Cursava o terceiro ano do ensino médio e pretendia entrar no curso de engenharia mecatrônica. Sabia que esse não era exatamente o plano de seus pais. Se alguém perguntasse a Paulo e Carmem o que eles desejavam para a futura profissão do filho, medicina e direito certamente apareceriam entre as opções. Mas Eduardo não sofria por antecipação. A conversa definitiva sobre o que iria fazer na faculdade ainda não tinha acontecido e quando fosse a hora, ele apenas diria aos pais que não sentia vontade alguma de ser médico — ou advogado — e infelizmente, não poderia perpetuar o legado da família. Isso, no entanto, era preocupação para depois. O futuro ainda lhe parecia distante o bastante para que se preocupasse com a aula de matemática e a maratona de Jessica Jones que precisava fazer.

— Ei, mané! — sentiu a mão espalmada em suas costas antes que visse a pessoa dona da mão. Douglas não era seu único amigo, mas era o que ele conhecia há mais tempo. Estudavam juntos desde a primeira série e às vezes era como se fossem irmãos, inclusive na questão de brigarem por bobagens. — Você me largou sozinho no meio da quest! — reclamou.

Eduardo olhou para o amigo com o cenho franzido. Se ele não tinha dormido bem, Douglas parecia ter vindo direto de uma balada para a escola. Tinha os cabelos despenteados, o uniforme todo amarrotado e os olhos vermelhos.

— Eu tinha que dormir, viado, coisa que você deveria ter feito também. — Douglas deu uma de suas risadas exageradas. Ele sempre ria de maneira expansiva, como se qualquer coisa fosse a piada mais engraçada do mundo.

— Eram cinco horas quando eu fui dormir, daí não deu mais tempo.

— Cê tá fedendo, cara! — Empurrou a mão do amigo do seu ombro. Douglas não se fez de rogado. — Depois não sabe porque nenhum cara que ficar com você.

— Como se você pegasse muita gente! Ridículo.

— BV. — Douglas encolheu os ombros. Daquele ponto não tinha mais como dar uma resposta à altura. Ele podia ser mais bonito, mais inteligente e engraçado, mas quando se falava de beijo (de língua) Eduardo estava na frente. Os dois foram andando em direção à sala de aula; de repente, Douglas bateu na testa, como se a lembrar de algo de vital importância.

— O que você vai fazer na sexta à noite? — perguntou. Eduardo não precisou pensar muito antes de responder.

— Maratona de Jessica Jones.

— Isso poderia esperar para o sábado?

— Não, por quê? Eu já deveria ter visto desde que saiu, né? — Mas estivera ocupado com algumas coisas da escola.

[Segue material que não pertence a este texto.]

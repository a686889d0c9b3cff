/// One node of a markup fragment: an element or a literal text run.
///
/// A parent owns its children exclusively; the tree has no sharing and no
/// cycles, so splitting and rebuilding never needs back-references.
#[derive(Clone, Debug, PartialEq)]
pub enum Node {
    Element(Element),
    Text(String),
}

#[derive(Clone, Debug, PartialEq)]
pub struct Element {
    pub tag: String,
    pub classes: Vec<String>,
    // Insertion order is preserved so emission stays deterministic.
    pub attrs: Vec<(String, String)>,
    pub children: Vec<Node>,
}

impl Element {
    pub fn new(tag: impl Into<String>) -> Self {
        Self {
            tag: tag.into(),
            classes: Vec::new(),
            attrs: Vec::new(),
            children: Vec::new(),
        }
    }

    pub fn with_class(mut self, class: impl Into<String>) -> Self {
        self.add_class(class);
        self
    }

    /// Adds `class` unless it is already present.
    pub fn add_class(&mut self, class: impl Into<String>) {
        let class = class.into();
        if !self.classes.iter().any(|existing| *existing == class) {
            self.classes.push(class);
        }
    }

    pub fn has_class(&self, class: &str) -> bool {
        self.classes.iter().any(|existing| existing == class)
    }

    pub fn attr(&self, name: &str) -> Option<&str> {
        self.attrs
            .iter()
            .find(|(key, _)| key == name)
            .map(|(_, value)| value.as_str())
    }

    pub fn set_attr(&mut self, name: impl Into<String>, value: impl Into<String>) {
        let name = name.into();
        let value = value.into();
        if let Some(entry) = self.attrs.iter_mut().find(|(key, _)| *key == name) {
            entry.1 = value;
        } else {
            self.attrs.push((name, value));
        }
    }

    pub fn remove_attr(&mut self, name: &str) -> Option<String> {
        let index = self.attrs.iter().position(|(key, _)| key == name)?;
        Some(self.attrs.remove(index).1)
    }
}

impl Node {
    pub fn text(content: impl Into<String>) -> Self {
        Node::Text(content.into())
    }

    /// Appends the literal text of this subtree to `out`, tags ignored.
    pub fn collect_text(&self, out: &mut String) {
        match self {
            Node::Text(content) => out.push_str(content),
            Node::Element(element) => {
                for child in &element.children {
                    child.collect_text(out);
                }
            }
        }
    }

    pub fn text_len(&self) -> usize {
        match self {
            Node::Text(content) => content.len(),
            Node::Element(element) => element.children.iter().map(Node::text_len).sum(),
        }
    }
}

pub fn text_content(nodes: &[Node]) -> String {
    let mut out = String::new();
    for node in nodes {
        node.collect_text(&mut out);
    }
    out
}

#[cfg(test)]
mod tests {
    use super::{Element, Node, text_content};

    #[test]
    fn add_class_is_idempotent() {
        let mut element = Element::new("code");
        element.add_class("code-highlight");
        element.add_class("code-highlight");
        assert_eq!(element.classes, vec!["code-highlight".to_string()]);
    }

    #[test]
    fn text_content_walks_nested_elements() {
        let inner = Element::new("span").with_class("token");
        let mut inner = inner;
        inner.children.push(Node::text("a"));
        let mut outer = Element::new("span");
        outer.children.push(Node::Element(inner));
        outer.children.push(Node::text("b"));
        let nodes = vec![Node::Element(outer), Node::text("c")];
        assert_eq!(text_content(&nodes), "abc");
    }
}
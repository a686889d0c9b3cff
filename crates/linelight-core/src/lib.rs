mod annotate;
mod emit;
mod engine;
mod language;
mod meta;
mod segment;
mod transform;
mod tree;

pub use annotate::annotate_lines;
pub use emit::{to_html, to_html_sanitized};
pub use engine::HighlightEngine;
pub use language::{Language, language_token};
pub use meta::{RangeSpec, parse_meta};
pub use segment::{LineFragment, split_lines};
pub use transform::{
    CODE_HIGHLIGHT_CLASS, HighlightError, Options, highlight_code_element, highlight_tree,
};
pub use tree::{Element, Node, text_content};
use crate::tree::Node;

/// Boundary to the external tokenizer.
///
/// Implementations must return a tree whose concatenated text content
/// reproduces `text` byte-for-byte, newlines included; the segmenter
/// relies on that to keep line counts stable.
pub trait HighlightEngine {
    /// Resolves a language token or alias to the engine's canonical
    /// identifier, or `None` when the engine does not know the token.
    fn resolve_language(&self, token: &str) -> Option<String>;

    /// Tokenizes `text` as `language` into nested token spans.
    fn highlight(&self, text: &str, language: &str) -> Vec<Node>;
}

— Ah, é que tem uma festa legal e a gente quer se divertir, certo?

— Que tipo de festa?

— Hm, é o niver de uma amiga do meu irmão, ele disse que a gente pode ir, de boas. — Eduardo coçou a cabeça, em dúvida. Não ia a muitas festas. Primeiro porque seus pais eram um tanto super protetores e quase nunca o deixavam sair. Segundo porque ele mesmo não gostava de música alta e pessoas demais no mesmo local.

Festa estranha, com gente esquisita? — provocou. Pensou em Jessica Jones e nas críticas positivas que tinha lido sobre a série. — Eu teria que falar com meus pais, não sei se eles vão deixar.

— Humpf! — Eduardo deu de ombros. Seu amigo podia ter liberdade para fazer qualquer coisa, já que seu único adulto responsável era o irmão, mas ele ainda devia satisfação aos pais e não via problema, nem gostaria de criar caso só para poder beber uma ou duas cervejas. — Você vai ter que cortar o cordão umbilical em algum momento, Dudu.

Eduardo deixou a questão em aberto. Pensaria no assunto, ainda teria três dias para resolver, afinal.